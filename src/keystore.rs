use anyhow::Result;
use bitcoin::bip32::{DerivationPath, Xpub};

use crate::account::maketx::ProposedTransaction;
use crate::addresses::AddressType;

/// Static configuration of a keystore, as reported by the device.
#[derive(Clone, Debug)]
pub struct Configuration {
    pub account_keypath: DerivationPath,
    pub address_type: AddressType,
}

/// The signing device (or software key store) backing an account.
///
/// Only public key material ever crosses this boundary in the outbound
/// direction; signing happens on the other side against the prev-output
/// annotations carried by the proposal.
pub trait Keystore: Send + Sync {
    /// The extended public key at `keypath`. Implementations must never
    /// yield private material.
    fn extended_public_key(&self, keypath: &DerivationPath) -> Result<Xpub>;

    /// Sign every input of the proposed transaction in place.
    fn sign_transaction(&self, proposal: &mut ProposedTransaction) -> Result<()>;

    fn identifier(&self) -> Result<String>;

    /// Whether the device can display the outputs for user verification.
    fn has_secure_output(&self) -> bool;

    fn cosigner_index(&self) -> u32;

    fn configuration(&self) -> Configuration;
}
= = = =
Your goal
Give the exact lines, and only those, from the line containing "yield private material." through the line containing "for user verification." in the entries above.

Exercise result
    /// yield private material.
    fn extended_public_key(&self, keypath: &DerivationPath) -> Result<Xpub>;

    /// Sign every input of the proposed transaction in place.
    fn sign_transaction(&self, proposal: &mut ProposedTransaction) -> Result<()>;

    fn identifier(&self) -> Result<String>;

    /// Whether the device can display the outputs for user verification.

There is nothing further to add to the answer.